Active non-Foster Metamaterials - A New Paradigm in Electromagnetics
Professor Silvio Hrabar
University of Zagreb
Friday, June 08, 2012|
3:00pm - 4:00pm
Add to Google Calendar
About the Event
The majority of proposed applications of metamaterials are based on ‘negative’ (MNG, ENG, DNG) or ‘plasma-like’ (ENZ, MNZ) metamaterials. It would be very convenient if these metamaterials were dispersionless and, therefore, of broadband nature. However, it is well known that all ‘negative’ and ‘plasma-like’ metamaterials exhibit pronounced dispersion accompanied with a narrow operating bandwidth. This is the inherent drawback of all known passive (meta)materials and it seriously limits possible applications.
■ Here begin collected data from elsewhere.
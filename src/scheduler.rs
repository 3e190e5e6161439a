//! Debounced refresh of the displayed collection.
//!
//! Every view state change restarts the delay. Only when the delay passes
//! without another change is the derived collection computed, against the
//! view state current at that moment, and committed. The scheduler is the only
//! writer of the displayed collection.

use std::sync::Arc;
use std::time::{Duration, Instant};

use tracing::{debug, trace};

use crate::pipeline::{Derived, DerivedCache};
use crate::record::{Record, ViewState};
use crate::timer::{TimerHandle, Timers};

#[derive(Debug, Clone, Copy, PartialEq, Eq)]
pub enum Phase {
    Idle,
    Pending,
    Committing,
}

/// Summary of one applied refresh.
#[derive(Debug, Clone, PartialEq, Eq)]
pub struct Commit {
    pub seq: u64,
    pub request: u64,
    pub view_state: ViewState,
    pub rows: usize,
}

#[derive(Debug)]
pub struct RefreshScheduler {
    delay: Duration,
    timers: Timers<u64>,
    pending: Option<TimerHandle>,
    phase: Phase,
    displayed: Derived,
    committed_view: ViewState,
    cache: DerivedCache,
    requests: u64,
    committed_request: u64,
    commits: u64,
    torn_down: bool,
}

impl RefreshScheduler {
    /// Commits the initial view synchronously, so the scheduler starts Idle.
    pub fn new(delay: Duration, raw: &Arc<Vec<Record>>, view_state: &ViewState) -> Self {
        let mut cache = DerivedCache::default();
        let displayed = cache.get(raw, view_state);
        debug!("Initial commit with {} rows", displayed.len());
        Self {
            delay,
            timers: Timers::default(),
            pending: None,
            phase: Phase::Idle,
            displayed,
            committed_view: view_state.clone(),
            cache,
            requests: 0,
            committed_request: 0,
            commits: 1,
            torn_down: false,
        }
    }

    /// An input changed: drop the outstanding commit and restart the delay.
    pub fn request(&mut self, now: Instant) {
        if self.torn_down {
            trace!("Ignoring refresh request after teardown");
            return;
        }
        if let Some(handle) = self.pending.take() {
            self.timers.cancel(handle);
        }
        self.requests += 1;
        self.pending = Some(self.timers.start(now, self.delay, self.requests));
        self.enter(Phase::Pending);
        trace!("Refresh request {} pending", self.requests);
    }

    /// Fires a due refresh. `view_state` is the latest one, not the one at
    /// request time.
    pub fn poll(
        &mut self,
        now: Instant,
        raw: &Arc<Vec<Record>>,
        view_state: &ViewState,
    ) -> Option<Commit> {
        let mut commit = None;
        for (handle, request) in self.timers.expired(now) {
            if self.pending != Some(handle) || request <= self.committed_request {
                trace!("Dropping superseded refresh {}", request);
                continue;
            }
            self.pending = None;
            self.enter(Phase::Committing);
            let start_time = Instant::now();
            self.displayed = self.cache.get(raw, view_state);
            self.committed_view = view_state.clone();
            self.committed_request = request;
            self.commits += 1;
            self.enter(Phase::Idle);
            debug!(
                "Commit {} (request {}): {} rows in {}ms",
                self.commits,
                request,
                self.displayed.len(),
                start_time.elapsed().as_millis()
            );
            commit = Some(Commit {
                seq: self.commits,
                request,
                view_state: view_state.clone(),
                rows: self.displayed.len(),
            });
        }
        commit
    }

    /// Cancels any outstanding commit. Nothing is committed afterwards.
    pub fn teardown(&mut self) {
        if let Some(handle) = self.pending.take() {
            self.timers.cancel(handle);
        }
        self.timers.cancel_all();
        self.torn_down = true;
        self.enter(Phase::Idle);
        debug!("Refresh scheduler torn down");
    }

    fn enter(&mut self, phase: Phase) {
        if self.phase != phase {
            trace!("Refresh phase {:?} -> {:?}", self.phase, phase);
            self.phase = phase;
        }
    }

    pub fn next_deadline(&self) -> Option<Instant> {
        self.timers.next_deadline()
    }

    pub fn is_loading(&self) -> bool {
        self.phase != Phase::Idle
    }

    pub fn phase(&self) -> Phase {
        self.phase
    }

    pub fn displayed(&self) -> &Derived {
        &self.displayed
    }

    pub fn committed_view_state(&self) -> &ViewState {
        &self.committed_view
    }

    pub fn commits(&self) -> u64 {
        self.commits
    }

    pub fn computations(&self) -> usize {
        self.cache.misses()
    }
}

#[cfg(test)]
mod tests {
    use super::*;
    use crate::dataset::{Generator, Provider};
    use crate::record::{SortDirection, SortKey, StatusFilter};

    const DELAY: Duration = Duration::from_millis(400);

    fn ms(n: u64) -> Duration {
        Duration::from_millis(n)
    }

    fn setup() -> (Arc<Vec<Record>>, ViewState, RefreshScheduler, Instant) {
        let raw = Arc::new(Generator::new(100).list(100));
        let vs = ViewState::default();
        let scheduler = RefreshScheduler::new(DELAY, &raw, &vs);
        (raw, vs, scheduler, Instant::now())
    }

    #[test]
    fn starts_idle_with_initial_commit() {
        let (_, _, scheduler, _) = setup();
        assert!(!scheduler.is_loading());
        assert_eq!(scheduler.displayed().len(), 100);
        assert_eq!(scheduler.commits(), 1);
    }

    #[test]
    fn burst_of_changes_commits_once_with_last_state() {
        let (raw, mut vs, mut scheduler, t0) = setup();

        for (i, text) in ["I", "It", "Ite", "Item 9"].iter().enumerate() {
            let now = t0 + ms(100 * i as u64);
            vs.search_text = text.to_string();
            scheduler.request(now);
            assert!(scheduler.is_loading());
            assert!(scheduler.poll(now, &raw, &vs).is_none());
        }

        // 300ms after the last keystroke nothing happened yet
        assert!(scheduler.poll(t0 + ms(300 + 399), &raw, &vs).is_none());
        let commit = scheduler.poll(t0 + ms(300 + 400), &raw, &vs).unwrap();
        assert_eq!(commit.view_state.search_text, "Item 9");
        assert_eq!(commit.seq, 2);
        // "Item 9" and "Item 9x"
        assert_eq!(commit.rows, 11);
        assert!(!scheduler.is_loading());
        assert_eq!(scheduler.computations(), 2);

        assert!(scheduler.poll(t0 + ms(10_000), &raw, &vs).is_none());
        assert_eq!(scheduler.commits(), 2);
    }

    #[test]
    fn commit_uses_view_state_at_commit_time() {
        let (raw, mut vs, mut scheduler, t0) = setup();
        vs.status_filter = StatusFilter::Active;
        scheduler.request(t0);
        // changed without a new request, e.g. a sort toggled in the same tick
        vs.toggle_sort(SortKey::Id);
        let commit = scheduler.poll(t0 + DELAY, &raw, &vs).unwrap();
        assert_eq!(commit.view_state.sort_direction, SortDirection::Desc);
        assert_eq!(scheduler.committed_view_state(), &vs);
        // 100 is Inactive, so the highest Active id leads
        let first = scheduler.displayed()[0];
        assert_eq!(raw[first].id, 99);
    }

    #[test]
    fn phase_follows_request_and_commit() {
        let (raw, mut vs, mut scheduler, t0) = setup();
        assert_eq!(scheduler.phase(), Phase::Idle);
        vs.search_text = "Item 5".to_string();
        scheduler.request(t0);
        assert_eq!(scheduler.phase(), Phase::Pending);
        scheduler.poll(t0 + ms(100), &raw, &vs);
        assert_eq!(scheduler.phase(), Phase::Pending);
        assert!(scheduler.poll(t0 + DELAY, &raw, &vs).is_some());
        assert_eq!(scheduler.phase(), Phase::Idle);

        scheduler.request(t0 + DELAY);
        scheduler.teardown();
        assert_eq!(scheduler.phase(), Phase::Idle);
    }

    #[test]
    fn teardown_cancels_pending_commit() {
        let (raw, mut vs, mut scheduler, t0) = setup();
        let before = Arc::clone(scheduler.displayed());
        vs.search_text = "Item 1".to_string();
        scheduler.request(t0);
        scheduler.teardown();
        assert!(!scheduler.is_loading());
        assert!(scheduler.next_deadline().is_none());
        assert!(scheduler.poll(t0 + ms(5_000), &raw, &vs).is_none());

        scheduler.request(t0 + ms(5_000));
        assert!(scheduler.poll(t0 + ms(10_000), &raw, &vs).is_none());
        assert!(Arc::ptr_eq(&before, scheduler.displayed()));
    }

    #[test]
    fn displayed_collection_only_changes_on_commit() {
        let (raw, mut vs, mut scheduler, t0) = setup();
        let before = Arc::clone(scheduler.displayed());
        vs.status_filter = StatusFilter::Inactive;
        scheduler.request(t0);
        scheduler.poll(t0 + ms(399), &raw, &vs);
        assert!(Arc::ptr_eq(&before, scheduler.displayed()));
        scheduler.poll(t0 + DELAY, &raw, &vs);
        assert_eq!(scheduler.displayed().len(), 34);
    }

    #[test]
    fn reverting_to_committed_state_reuses_cached_result() {
        let (raw, mut vs, mut scheduler, t0) = setup();
        vs.search_text = "x".to_string();
        scheduler.request(t0);
        vs.search_text.clear();
        scheduler.poll(t0 + DELAY, &raw, &vs);
        assert_eq!(scheduler.computations(), 1);
        assert_eq!(scheduler.commits(), 2);
    }
}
A typical example is the anisotropic cloak, in which the dispersion limits fractional operating bandwidth to a value smaller than 1%. It is important to stress that the dispersion problem is caused by basic physics and not by applied technology, as it is usually believed. A very interesting idea that might work around this inherent limitation has been proposed recently. It is based on so-called non-Foster elements. These are active electronic circuits, which behave as negative capacitors or negative inductors, violating energy-dispersion constraints and Foster reactance theorem. Negative capacitors and negative inductors have dispersion curves that are the exact inverse of the dispersion curves of ordinary ‘positive’ elements. Therefore, one could expect that the dispersion of ordinary passive metamaterials can be compensated for with the ‘inverse’ dispersion of non-Foster elements, resulting in extremely broadband behavior. Possible applications of this novel concept could be broadband cloaking devices, broadband artificial magnetic conductors, dispersionless feeding networks in antenna arrays, and broadband phase shifters in communication technology In this talk, intriguing background physics of non-Foster metamaterials that includes several counter-intuitive phenomena such as an absence of dispersion, broadband superluminal phase and group velocities, inherent gain etc., will be explained. In addition, several state-of-the-art examples of extremely broadband 1D and 2D active ENZ and MNZ metamaterials developed at University of Zagreb, will be presented. Obtained bandwidth of these prototypes spans more than four octaves, which is considerably wider than the bandwidth of all passive metamaterials available at present. In the final part of the talk, some new research directions that include ultra-broadband volumetric EM nihility metamaterials, frequency-independent transmission lines and active reconfigurable metamaterials, will be highlighted.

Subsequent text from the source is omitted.